GeChuang DongZhi: Two Approaches to Overcome Industrial Agent Bottlenecks - Replication
The core of the industrial internet is integrating and connecting various industrial elements, such as 'Man-Machine-Material-Method-Environment', enabling communication between them, but this is only the first step. Equipment and software based on the industrial internet can only respond and interact based on rules, handling anomalies similarly.
Data is the 'fuel' for agents, requiring collection and integration of internal production data, equipment data, and external market data, followed by cleaning and preprocessing to ensure quality. During deployment, compatibility with existing industrial systems is key; a cloud-edge collaboration approach can be used, deploying some agents on edge devices for real-time response and handling complex processing in the cloud. Finally, continuous training and optimization of agents based on operational feedback adjust model parameters.
Take the coating and exposure process on glass substrates in manufacturing as an example. In actual production, exposure duration, angle, and intensity affect the quality of the 'circuit' formed. If exposure falls short, subsequent inspection and manual judgment are needed to decide on compensation exposure parameters. GeChuang DongZhi's exposure compensation agent collaborates with inspection and exposure equipment, defect databases, and knowledge bases, automatically completing inspection, analysis, recommendation, and equipment coordination, significantly improving efficiency and replacing manual operations for higher accuracy.
According to GeChuang DongZhi, industrial agents face multiple technical bottlenecks in various applications.At the data level, data quality varies, with issues like missing data, noise, and data silos. Diverse industrial equipment and non-uniform protocols make data collection and integration difficult, affecting agent training.
In terms of algorithms, existing algorithms struggle to meet the real-time and reliability demands of complex industrial scenarios. For instance, on high-speed production lines, agents must decide quickly, but complex algorithms take too long. Additionally, industrial environments are complex and variable, and agents lack generalization; a model trained for one scenario may perform poorly in another.
To address these, GeChuang DongZhi recommends the following solutions.In data processing, strengthen data governance, establish unified standards, use cleaning and imputation algorithms for missing and noisy data, break silos, and enable data sharing.In algorithm optimization, develop lightweight, efficient algorithms, combine with edge computing to move tasks to edge devices, reduce latency, and meet real-time needs.
Additionally, to enhance generalization, use multi-scenario data fusion training to diversify training data, or develop adaptive algorithms for automatic parameter adjustment based on environmental changes.

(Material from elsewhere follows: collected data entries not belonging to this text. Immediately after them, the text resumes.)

//! Tracing configuration and log routing.
//!
//! The application logs to stdout using a compact formatter, and optionally to a file. When
//! `BILLSCAN_LOG_FILE` is set, logs are appended to that path; otherwise a file logger is
//! created under `logs/billscan.log`. A non‑blocking writer is used to minimize contention
//! on hot paths.
use std::sync::OnceLock;

use tracing_appender::non_blocking::{NonBlocking, WorkerGuard};
use tracing_subscriber::{EnvFilter, fmt, prelude::*};

static LOG_GUARD: OnceLock<WorkerGuard> = OnceLock::new();

/// Default filter when `RUST_LOG` is unset: quiet dependencies, but keep the
/// pipeline's own step-level events, which double as the server-side record
/// of each request's debug trace.
const DEFAULT_FILTER: &str = "info,billscan=debug";

/// Configure tracing subscribers for stdout and optional file logging.
///
/// - Respects `RUST_LOG` for filtering (defaults to [`DEFAULT_FILTER`]).
/// - Installs a compact stdout layer and, when available, a file layer.
/// - Uses a global guard to keep the non‑blocking writer alive for the process lifetime.
pub fn init_tracing() {
    let env_filter =
        EnvFilter::try_from_default_env().unwrap_or_else(|_| EnvFilter::new(DEFAULT_FILTER));
    let stdout_layer = fmt::layer().with_target(false).compact();

    let registry = tracing_subscriber::registry()
        .with(env_filter)
        .with(stdout_layer);

    if let Some(writer) = configure_file_writer() {
        let file_layer = fmt::layer()
            .with_writer(writer)
            .with_target(true)
            .with_ansi(false)
            .compact();

        registry.with(file_layer).init();
    } else {
        registry.init();
    }
}

/// Build a non‑blocking writer for file logging.
///
/// Returns `None` when the logs directory cannot be created or the target file cannot be opened.
fn configure_file_writer() -> Option<NonBlocking> {
    if let Ok(path) = std::env::var("BILLSCAN_LOG_FILE") {
        match std::fs::OpenOptions::new()
            .create(true)
            .append(true)
            .open(&path)
        {
            Ok(file) => {
                let (non_blocking, guard) = tracing_appender::non_blocking(file);
                let _ = LOG_GUARD.set(guard);
                Some(non_blocking)
            }
            Err(err) => {
                eprintln!("Failed to open log file {path}: {err}");
                None
            }
        }
    } else {
        if let Err(err) = std::fs::create_dir_all("logs") {
            eprintln!("Failed to create logs directory: {err}");
            return None;
        }
        let file_appender = tracing_appender::rolling::never("logs", "billscan.log");
        let (non_blocking, guard) = tracing_appender::non_blocking(file_appender);
        let _ = LOG_GUARD.set(guard);
        Some(non_blocking)
    }
}
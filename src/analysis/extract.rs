//! Text extraction from terminal analysis payloads.
//!
//! The service has shipped two response shapes: a flattened `content` string
//! (top level or under `analyzeResult`) and an older page/line structure
//! without one. Extraction prefers the flattened form and falls back to
//! walking pages and lines in order.

use serde_json::Value;

/// Number of characters kept in the preview snippet.
pub const SNIPPET_CHARS: usize = 500;

/// Extract the full document text from a terminal payload.
///
/// Resolution order: top-level `content`, then `analyzeResult.content`, then
/// the concatenation of every `pages[].lines[].content` in page and line
/// order, newline-separated. Returns an empty string when none of the shapes
/// are present.
pub fn extract_text(payload: &Value) -> String {
    if let Some(content) = payload.get("content").and_then(Value::as_str) {
        return content.to_string();
    }

    let analyze_result = payload.get("analyzeResult");
    if let Some(content) = analyze_result
        .and_then(|result| result.get("content"))
        .and_then(Value::as_str)
    {
        return content.to_string();
    }

    let pages = payload
        .get("pages")
        .or_else(|| analyze_result.and_then(|result| result.get("pages")))
        .and_then(Value::as_array);

    let Some(pages) = pages else {
        return String::new();
    };

    let mut lines = Vec::new();
    for page in pages {
        let Some(page_lines) = page.get("lines").and_then(Value::as_array) else {
            continue;
        };
        for line in page_lines {
            if let Some(content) = line.get("content").and_then(Value::as_str) {
                lines.push(content);
            }
        }
    }
    lines.join("\n")
}

/// Bounded preview of the full text, safe on character boundaries.
pub fn snippet(text: &str) -> String {
    text.chars().take(SNIPPET_CHARS).collect()
}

GeChuang DongZhi admits that one future breakthrough for industrial agents is integration with 'robots', not necessarily humanoid but various equipment in 'Man-Machine-Material-Method-Environment'. By embedding agents into existing and future hardware, integrating software, algorithms, and tools organically, hardware upgrades to 'robots' with built-in agents, capable of environmental perception, situation analysis, trend prediction, autonomous decision-making, and collaborative execution. Leveraging industrial internet connectivity, all agent 'robots' in a factory can achieve full autonomous operation, ultimately realizing a true smart factory.